* **WORK TO COMPLETE**
Here the job is to restate every entry word for word.

= = =

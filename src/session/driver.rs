//! Session driver: the single owner of the transcript session
//!
//! Every finalize trigger (client stop, recognizer updates, elapsed
//! timeouts) arrives as a [`SessionCommand`] on one queue, so only the first
//! of them can observe the Recording state. Once a session finalizes, the
//! driver classifies it, appends the entry to its list and resets to Idle.

use std::time::Duration;

use serde::{Deserialize, Serialize};
use tokio::sync::{broadcast, mpsc, oneshot};
use tracing::{debug, error, info, warn};

use crate::events::SessionEvent;
use crate::grammar::Intent;
use crate::recognizer::RecognitionChannel;
use crate::store::ListStore;

use super::machine::{
    ClassifiedEntry, FinalizeReason, SessionError, Status, TimeoutToken, TranscriptSession,
    TranscriptUpdate, Trigger,
};
use super::timeout::TimeoutTimer;

type Reply<T> = oneshot::Sender<Result<T, SessionError>>;

/// Commands processed by the driver, in arrival order
#[derive(Debug)]
pub enum SessionCommand {
    Start { reply: Reply<()> },
    Stop { reply: Reply<()> },
    Update { update: TranscriptUpdate, reply: Reply<()> },
    Reset { reply: Reply<()> },
    TimeoutElapsed(TimeoutToken),
    Snapshot { reply: oneshot::Sender<SessionSnapshot> },
    ListEntries { intent: Intent, reply: Reply<Vec<String>> },
    RemoveEntry { intent: Intent, index: usize, reply: Reply<String> },
}

/// Point-in-time view of the driver for status queries
#[derive(Debug, Clone, PartialEq, Eq, Serialize, Deserialize)]
pub struct SessionSnapshot {
    pub status: Status,
    pub transcript: String,
    pub finalize_reason: Option<FinalizeReason>,
    /// Entry filed by the most recent session, if it succeeded
    pub last_entry: Option<ClassifiedEntry>,
    /// Error code of the most recent session, if it failed
    pub last_error: Option<String>,
}

/// Driver behaviour knobs
#[derive(Debug, Clone)]
pub struct DriverOptions {
    /// How long a recording may run before it is finalized automatically
    pub timeout: Duration,
    /// Start the next recording as soon as an entry is saved
    pub chain_recording: bool,
}

impl Default for DriverOptions {
    fn default() -> Self {
        Self {
            timeout: Duration::from_secs(5),
            chain_recording: false,
        }
    }
}

pub struct SessionDriver<C: RecognitionChannel, S: ListStore> {
    session: TranscriptSession<C>,
    store: S,
    options: DriverOptions,
    timer: TimeoutTimer,
    /// Weak so the queue closes once every client is gone
    command_tx: mpsc::WeakSender<SessionCommand>,
    event_tx: broadcast::Sender<SessionEvent>,
    last_entry: Option<ClassifiedEntry>,
    last_error: Option<String>,
}

impl<C: RecognitionChannel, S: ListStore> SessionDriver<C, S> {
    pub fn new(
        session: TranscriptSession<C>,
        store: S,
        options: DriverOptions,
        client: &SessionClient,
        event_tx: broadcast::Sender<SessionEvent>,
    ) -> Self {
        Self {
            session,
            store,
            options,
            timer: TimeoutTimer::new(),
            command_tx: client.tx.downgrade(),
            event_tx,
            last_entry: None,
            last_error: None,
        }
    }

    /// Process commands until every client has been dropped
    pub async fn run(&mut self, mut command_rx: mpsc::Receiver<SessionCommand>) {
        info!(
            timeout_ms = self.options.timeout.as_millis() as u64,
            chain = self.options.chain_recording,
            "session driver started"
        );

        while let Some(command) = command_rx.recv().await {
            self.handle(command);
        }

        self.timer.cancel();
        info!("session driver stopped");
    }

    fn handle(&mut self, command: SessionCommand) {
        match command {
            SessionCommand::Start { reply } => {
                let _ = reply.send(self.start());
            }
            SessionCommand::Stop { reply } => {
                let result = self.session.manual_stop().map(|t| self.after_trigger(t));
                let _ = reply.send(result);
            }
            SessionCommand::Update { update, reply } => {
                let result = self.session.on_update(update).map(|t| self.after_trigger(t));
                let _ = reply.send(result);
            }
            SessionCommand::TimeoutElapsed(token) => {
                let trigger = self.session.on_timeout(token);
                self.after_trigger(trigger);
            }
            SessionCommand::Reset { reply } => {
                let was_idle = self.session.status() == Status::Idle;
                let result = self.session.reset();
                if result.is_ok() && !was_idle {
                    self.emit(SessionEvent::SessionReset);
                }
                let _ = reply.send(result);
            }
            SessionCommand::Snapshot { reply } => {
                let _ = reply.send(self.snapshot());
            }
            SessionCommand::ListEntries { intent, reply } => {
                let result = self.store.get(intent.list_name()).map_err(SessionError::from);
                let _ = reply.send(result);
            }
            SessionCommand::RemoveEntry {
                intent,
                index,
                reply,
            } => {
                let result = self
                    .store
                    .remove(intent.list_name(), index)
                    .map_err(SessionError::from);
                if let Ok(entry) = &result {
                    info!(list = intent.list_name(), index, entry = %entry, "entry removed");
                }
                let _ = reply.send(result);
            }
        }
    }

    fn snapshot(&self) -> SessionSnapshot {
        SessionSnapshot {
            status: self.session.status(),
            transcript: self.session.current_transcript().to_string(),
            finalize_reason: self.session.finalize_reason(),
            last_entry: self.last_entry.clone(),
            last_error: self.last_error.clone(),
        }
    }

    fn start(&mut self) -> Result<(), SessionError> {
        let token = self.session.start()?;
        if let Some(tx) = self.command_tx.upgrade() {
            self.timer.arm(self.options.timeout, token, tx);
        }
        self.last_entry = None;
        self.last_error = None;
        self.emit(SessionEvent::RecordingStarted);
        Ok(())
    }

    fn after_trigger(&mut self, trigger: Trigger) {
        match trigger {
            Trigger::Updated => self.emit(SessionEvent::TranscriptUpdated {
                text: self.session.current_transcript().to_string(),
            }),
            Trigger::Finalizing(reason) => {
                self.timer.cancel();
                self.emit(SessionEvent::Finalizing { reason });
                self.complete();
            }
            Trigger::Ignored => {}
        }
    }

    /// Classify, persist and reset the finalized session
    fn complete(&mut self) {
        let reason = self.session.finalize_reason();
        let saved = match self.classify_and_save() {
            Ok(entry) => {
                info!(
                    list = entry.intent.list_name(),
                    ?reason,
                    "entry saved"
                );
                self.emit(SessionEvent::EntrySaved {
                    intent: entry.intent,
                    text: entry.text.clone(),
                });
                self.last_entry = Some(entry);
                true
            }
            Err(e) => {
                warn!(error = %e, ?reason, "session produced no entry");
                self.last_error = Some(e.code().to_string());
                self.emit(SessionEvent::SessionFailed {
                    reason,
                    error: e.code().to_string(),
                });
                false
            }
        };

        if let Err(e) = self.session.reset() {
            error!(error = %e, "failed to reset finalized session");
            return;
        }
        self.emit(SessionEvent::SessionReset);

        if saved && self.options.chain_recording {
            if let Err(e) = self.start() {
                warn!(error = %e, "could not chain next recording");
            }
        }
    }

    fn classify_and_save(&mut self) -> Result<ClassifiedEntry, SessionError> {
        let entry = self.session.finalize()?;
        self.store.append(entry.intent.list_name(), &entry.text)?;
        Ok(entry)
    }

    fn emit(&self, event: SessionEvent) {
        debug!(%event, "emitting session event");
        let _ = self.event_tx.send(event);
    }
}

= = =

* **ANSWER TO THIS PROBLEM**
filename src/session/driver.rs
//! Session driver: the single owner of the transcript session
//!
//! Every finalize trigger (client stop, recognizer updates, elapsed
//! timeouts) arrives as a [`SessionCommand`] on one queue, so only the first
//! of them can observe the Recording state. Once a session finalizes, the
//! driver classifies it, appends the entry to its list and resets to Idle.

use std::time::Duration;

use serde::{Deserialize, Serialize};
use tokio::sync::{broadcast, mpsc, oneshot};
use tracing::{debug, error, info, warn};

use crate::events::SessionEvent;
use crate::grammar::Intent;
use crate::recognizer::RecognitionChannel;
use crate::store::ListStore;

use super::machine::{
    ClassifiedEntry, FinalizeReason, SessionError, Status, TimeoutToken, TranscriptSession,
    TranscriptUpdate, Trigger,
};
use super::timeout::TimeoutTimer;

type Reply<T> = oneshot::Sender<Result<T, SessionError>>;

/// Commands processed by the driver, in arrival order
#[derive(Debug)]
pub enum SessionCommand {
    Start { reply: Reply<()> },
    Stop { reply: Reply<()> },
    Update { update: TranscriptUpdate, reply: Reply<()> },
    Reset { reply: Reply<()> },
    TimeoutElapsed(TimeoutToken),
    Snapshot { reply: oneshot::Sender<SessionSnapshot> },
    ListEntries { intent: Intent, reply: Reply<Vec<String>> },
    RemoveEntry { intent: Intent, index: usize, reply: Reply<String> },
}

/// Point-in-time view of the driver for status queries
#[derive(Debug, Clone, PartialEq, Eq, Serialize, Deserialize)]
pub struct SessionSnapshot {
    pub status: Status,
    pub transcript: String,
    pub finalize_reason: Option<FinalizeReason>,
    /// Entry filed by the most recent session, if it succeeded
    pub last_entry: Option<ClassifiedEntry>,
    /// Error code of the most recent session, if it failed
    pub last_error: Option<String>,
}

/// Driver behaviour knobs
#[derive(Debug, Clone)]
pub struct DriverOptions {
    /// How long a recording may run before it is finalized automatically
    pub timeout: Duration,
    /// Start the next recording as soon as an entry is saved
    pub chain_recording: bool,
}

impl Default for DriverOptions {
    fn default() -> Self {
        Self {
            timeout: Duration::from_secs(5),
            chain_recording: false,
        }
    }
}

pub struct SessionDriver<C: RecognitionChannel, S: ListStore> {
    session: TranscriptSession<C>,
    store: S,
    options: DriverOptions,
    timer: TimeoutTimer,
    /// Weak so the queue closes once every client is gone
    command_tx: mpsc::WeakSender<SessionCommand>,
    event_tx: broadcast::Sender<SessionEvent>,
    last_entry: Option<ClassifiedEntry>,
    last_error: Option<String>,
}

impl<C: RecognitionChannel, S: ListStore> SessionDriver<C, S> {
    pub fn new(
        session: TranscriptSession<C>,
        store: S,
        options: DriverOptions,
        client: &SessionClient,
        event_tx: broadcast::Sender<SessionEvent>,
    ) -> Self {
        Self {
            session,
            store,
            options,
            timer: TimeoutTimer::new(),
            command_tx: client.tx.downgrade(),
            event_tx,
            last_entry: None,
            last_error: None,
        }
    }

    /// Process commands until every client has been dropped
    pub async fn run(&mut self, mut command_rx: mpsc::Receiver<SessionCommand>) {
        info!(
            timeout_ms = self.options.timeout.as_millis() as u64,
            chain = self.options.chain_recording,
            "session driver started"
        );

        while let Some(command) = command_rx.recv().await {
            self.handle(command);
        }

        self.timer.cancel();
        info!("session driver stopped");
    }

    fn handle(&mut self, command: SessionCommand) {
        match command {
            SessionCommand::Start { reply } => {
                let _ = reply.send(self.start());
            }
            SessionCommand::Stop { reply } => {
                let result = self.session.manual_stop().map(|t| self.after_trigger(t));
                let _ = reply.send(result);
            }
            SessionCommand::Update { update, reply } => {
                let result = self.session.on_update(update).map(|t| self.after_trigger(t));
                let _ = reply.send(result);
            }
            SessionCommand::TimeoutElapsed(token) => {
                let trigger = self.session.on_timeout(token);
                self.after_trigger(trigger);
            }
            SessionCommand::Reset { reply } => {
                let was_idle = self.session.status() == Status::Idle;
                let result = self.session.reset();
                if result.is_ok() && !was_idle {
                    self.emit(SessionEvent::SessionReset);
                }
                let _ = reply.send(result);
            }
            SessionCommand::Snapshot { reply } => {
                let _ = reply.send(self.snapshot());
            }
            SessionCommand::ListEntries { intent, reply } => {
                let result = self.store.get(intent.list_name()).map_err(SessionError::from);
                let _ = reply.send(result);
            }
            SessionCommand::RemoveEntry {
                intent,
                index,
                reply,
            } => {
                let result = self
                    .store
                    .remove(intent.list_name(), index)
                    .map_err(SessionError::from);
                if let Ok(entry) = &result {
                    info!(list = intent.list_name(), index, entry = %entry, "entry removed");
                }
                let _ = reply.send(result);
            }
        }
    }

    fn snapshot(&self) -> SessionSnapshot {
        SessionSnapshot {
            status: self.session.status(),
            transcript: self.session.current_transcript().to_string(),
            finalize_reason: self.session.finalize_reason(),
            last_entry: self.last_entry.clone(),
            last_error: self.last_error.clone(),
        }
    }

    fn start(&mut self) -> Result<(), SessionError> {
        let token = self.session.start()?;
        if let Some(tx) = self.command_tx.upgrade() {
            self.timer.arm(self.options.timeout, token, tx);
        }
        self.last_entry = None;
        self.last_error = None;
        self.emit(SessionEvent::RecordingStarted);
        Ok(())
    }

    fn after_trigger(&mut self, trigger: Trigger) {
        match trigger {
            Trigger::Updated => self.emit(SessionEvent::TranscriptUpdated {
                text: self.session.current_transcript().to_string(),
            }),
            Trigger::Finalizing(reason) => {
                self.timer.cancel();
                self.emit(SessionEvent::Finalizing { reason });
                self.complete();
            }
            Trigger::Ignored => {}
        }
    }

    /// Classify, persist and reset the finalized session
    fn complete(&mut self) {
        let reason = self.session.finalize_reason();
        let saved = match self.classify_and_save() {
            Ok(entry) => {
                info!(
                    list = entry.intent.list_name(),
                    ?reason,
                    "entry saved"
                );
                self.emit(SessionEvent::EntrySaved {
                    intent: entry.intent,
                    text: entry.text.clone(),
                });
                self.last_entry = Some(entry);
                true
            }
            Err(e) => {
                warn!(error = %e, ?reason, "session produced no entry");
                self.last_error = Some(e.code().to_string());
                self.emit(SessionEvent::SessionFailed {
                    reason,
                    error: e.code().to_string(),
                });
                false
            }
        };

        if let Err(e) = self.session.reset() {
            error!(error = %e, "failed to reset finalized session");
            return;
        }
        self.emit(SessionEvent::SessionReset);

        if saved && self.options.chain_recording {
            if let Err(e) = self.start() {
                warn!(error = %e, "could not chain next recording");
            }
        }
    }

    fn classify_and_save(&mut self) -> Result<ClassifiedEntry, SessionError> {
        let entry = self.session.finalize()?;
        self.store.append(entry.intent.list_name(), &entry.text)?;
        Ok(entry)
    }

    fn emit(&self, event: SessionEvent) {
        debug!(%event, "emitting session event");
        let _ = self.event_tx.send(event);
    }
}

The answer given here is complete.